キャンプは休日。約3分の2を消化した沖縄では、厳しいトレーニングで追い込まれたナインに相当疲れの色が窺えます。体調を整えながらも、読谷村のチーム宿舎に隣接する室内練習場などを使って汗を流す選手の姿がありました。
左脇腹を痛め別メニューでの調整が続いているマット・ヘイグ内野手は、室内でキャッチボール・ティー打撃などを行いました。ケガも日々順調に回復へと向かっているようで、表情も明るいままです。
第2クール(9日)のランチタイム特打では、トーマス・オマリー打撃コーチ補佐の投げる球を気持ち良く振り抜きオーバーフェンスの打球を連発。初の紅白戦(11日)でも右へ左へ2安打を放って片鱗を覗かせた助っ人だけに「アメリカ人は、この時期(2月前半の時点)練習しないから」と金本知憲監督も無理をさせるつもりは毛頭ありません。
今回のキャンプでは、今季から本塁上の衝突を避ける為に捕手のブロックを禁止するなどの野球規則改正に伴った所謂コリジョン・ルール対策が話題になっています。従来とはクロスプレーの概念も変わる為に首脳陣も一つ一つのプレーを審判に確認するなど、非常に神経を砕いています。
第4クールにはサブグラウンドに内野手を集め、本塁送球の特訓を行いました。久慈照嘉内野守備走塁コーチは、「(送球が)高く浮いたらセーフ。三塁側に逸れても」捕手は走路を塞いではならない為にアウトにするのが難しくなるので「捕手のベルトからヒザ付近に投げて貰わないといけない」と言います。「フワッと投げる方が難しい。引っ掛けたり、抜ける事もあるから」。速く正確な送球の為に敢えて緩い球を投げる練習を課していました。今後、シーズンに入ってもこうした新ルール対策は継続して行く方針です。
次のクールでは、いよいよオープン戦も開幕。阪神の初戦はディフェンディング・チャンピオンである東京ヤクルト(21日・浦添)が相手です。その前に練習試合(対 東北楽天・20日・宜野座)も組まれており、ここには初の開幕投手を狙う藤浪晋太郎投手が先発予定。
16日の練習試合では2点適時安打を放った注目の新人・オコエ瑠偉外野手との対決もありそうですが、「相手の一人」に過ぎないながらも「洗礼を浴びないようにしないと」と甲子園のヒーローに対抗意識もチラリ。今季初の対外試合に静かな闘志を燃やしています。

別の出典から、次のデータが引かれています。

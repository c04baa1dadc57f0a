use axum::{
    body::Bytes,
    extract::{Path, State},
    http::StatusCode,
    response::{IntoResponse, Response},
    routing::{get, post, put},
    Json, Router,
};
use searchkit::engine::bulk;
use searchkit::{CompiledDocument, EngineResponse, IndexAdmin, MemoryEngine, SearchEngine, SearchTarget, TransportError};
use serde_json::{json, Value};
use std::sync::Arc;
use std::time::Instant;
use tower_http::cors::{AllowOrigin, Any, CorsLayer};
use tower_http::trace::TraceLayer;

pub type AppState = Arc<MemoryEngine>;

/// Serves `engine` behind the subset of the Elasticsearch REST API that
/// [`searchkit::HttpEngine`] speaks.
pub fn build_app(engine: AppState) -> Router {
    // CORS: read CORS_ALLOW_ORIGIN (comma-separated) or allow Any by default
    let cors = match std::env::var("CORS_ALLOW_ORIGIN") {
        Ok(val) => {
            let origins: Vec<_> = val.split(',').filter_map(|s| s.trim().parse().ok()).collect();
            if origins.is_empty() {
                CorsLayer::new().allow_origin(Any).allow_methods(Any).allow_headers(Any)
            } else {
                CorsLayer::new().allow_origin(AllowOrigin::list(origins)).allow_methods(Any).allow_headers(Any)
            }
        }
        Err(_) => CorsLayer::new().allow_origin(Any).allow_methods(Any).allow_headers(Any),
    };

    Router::new()
        .route("/health", get(|| async { "ok" }))
        .route("/_bulk", post(bulk_handler))
        .route("/_search", get(search_all).post(search_all))
        .route("/:index", put(create_index).delete(delete_index))
        .route("/:index/_refresh", post(refresh_index))
        .route("/:index/_search", get(search_indexes).post(search_indexes))
        .route("/:index/:doctype/_search", get(search_typed).post(search_typed))
        .with_state(engine)
        .layer(cors)
        .layer(TraceLayer::new_for_http())
}

/// Engine failures rendered the way Elasticsearch reports them.
pub struct ApiError(TransportError);

impl From<TransportError> for ApiError {
    fn from(err: TransportError) -> Self {
        Self(err)
    }
}

impl From<serde_json::Error> for ApiError {
    fn from(err: serde_json::Error) -> Self {
        Self(TransportError::Decode(err))
    }
}

impl IntoResponse for ApiError {
    fn into_response(self) -> Response {
        let (status, kind) = match &self.0 {
            TransportError::IndexNotFound(_) => (StatusCode::NOT_FOUND, "index_not_found_exception"),
            TransportError::Rejected(_) => (StatusCode::BAD_REQUEST, "illegal_argument_exception"),
            TransportError::Decode(_) => (StatusCode::BAD_REQUEST, "parsing_exception"),
            TransportError::Status { .. } | TransportError::Request(_) => {
                (StatusCode::INTERNAL_SERVER_ERROR, "internal_server_error")
            }
        };
        tracing::warn!(%status, error = %self.0, "request failed");
        let body = json!({ "error": { "type": kind, "reason": self.0.to_string() }, "status": status.as_u16() });
        (status, Json(body)).into_response()
    }
}

/// Comma-separated names; `_all` and blanks mean no restriction.
fn names(raw: &str) -> Vec<String> {
    raw.split(',')
        .map(str::trim)
        .filter(|s| !s.is_empty() && *s != "_all")
        .map(str::to_string)
        .collect()
}

fn run_search(engine: &MemoryEngine, target: SearchTarget, body: &Bytes) -> Result<Json<EngineResponse>, ApiError> {
    let document: CompiledDocument = if body.iter().all(u8::is_ascii_whitespace) {
        CompiledDocument::default()
    } else {
        serde_json::from_slice(body)?
    };
    Ok(Json(engine.search(&target, &document)?))
}

async fn search_all(State(engine): State<AppState>, body: Bytes) -> Result<Json<EngineResponse>, ApiError> {
    run_search(&engine, SearchTarget::default(), &body)
}

async fn search_indexes(
    State(engine): State<AppState>,
    Path(index): Path<String>,
    body: Bytes,
) -> Result<Json<EngineResponse>, ApiError> {
    run_search(&engine, SearchTarget::new(names(&index), Vec::new()), &body)
}

async fn search_typed(
    State(engine): State<AppState>,
    Path((index, doctype)): Path<(String, String)>,
    body: Bytes,
) -> Result<Json<EngineResponse>, ApiError> {
    run_search(&engine, SearchTarget::new(names(&index), names(&doctype)), &body)
}

async fn create_index(State(engine): State<AppState>, Path(index): Path<String>) -> Result<Json<Value>, ApiError> {
    engine.create_index(&index)?;
    Ok(Json(json!({ "acknowledged": true, "index": index })))
}

async fn delete_index(State(engine): State<AppState>, Path(index): Path<String>) -> Result<Json<Value>, ApiError> {
    engine.delete_index(&index)?;
    Ok(Json(json!({ "acknowledged": true })))
}

async fn refresh_index(State(engine): State<AppState>, Path(index): Path<String>) -> Result<Json<Value>, ApiError> {
    engine.refresh(&index)?;
    Ok(Json(json!({ "_shards": { "failed": 0 } })))
}

async fn bulk_handler(State(engine): State<AppState>, body: String) -> Result<Json<Value>, ApiError> {
    let start = Instant::now();
    let items = bulk::decode(&body)?;
    let report: Vec<Value> = items
        .iter()
        .map(|item| {
            json!({ "index": { "_index": item.index, "_type": item.doctype, "_id": item.id, "status": 201 } })
        })
        .collect();
    let staged = engine.apply_bulk(items);
    tracing::info!(staged, "bulk request applied");
    Ok(Json(json!({ "took": start.elapsed().as_millis() as u64, "errors": false, "items": report })))
}

#[cfg(test)]
mod tests {
    use super::*;

    #[test]
    fn all_and_blanks_mean_everything() {
        assert!(names("_all").is_empty());
        assert_eq!(names("a, b,,"), vec!["a".to_string(), "b".to_string()]);
    }
}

また、20日は安芸でも埼玉西武ファームとの練習試合が予定されていて、2年目の守屋功輝投手が先発。ドラフト1位ルーキー高山 俊外野手は、出来るだけ多く打席に立たせたい掛布監督の意向もあって1番レフトで実戦デビューする事になっています。
キャンプ前には一軍・ファームでメンバーの入れ替えを積極的に行う方針を明らかにしていた金本知憲監督ですが、ここに来て「落とす人が見当たらない。ファーム(安芸キャンプ)が終わる(24日打ち上げ)まで無いかもしれないし、あるかもしれない」とややトーンダウン。裏を返せば、それだけ沖縄メンバーがしっかりトレーニングする事が出来ている!とも解釈出来ます。
ファンの期待は大きくシーズン開幕戦(対中日・3月25日 京セラドーム大阪)のチケットは、18日の販売開始直後に完売しました。オープン戦も始まり実戦が本格化する第5クールですが、「まだまだ自分たちの打撃をさせたい。(ある程度自由に打たせて)細かい事をやらない」構えの新人指揮官。 若虎にとっては、勝負どころ。「どんなタイプの投手が来るか?わからないけど」打者の対応能力に注目しているようです。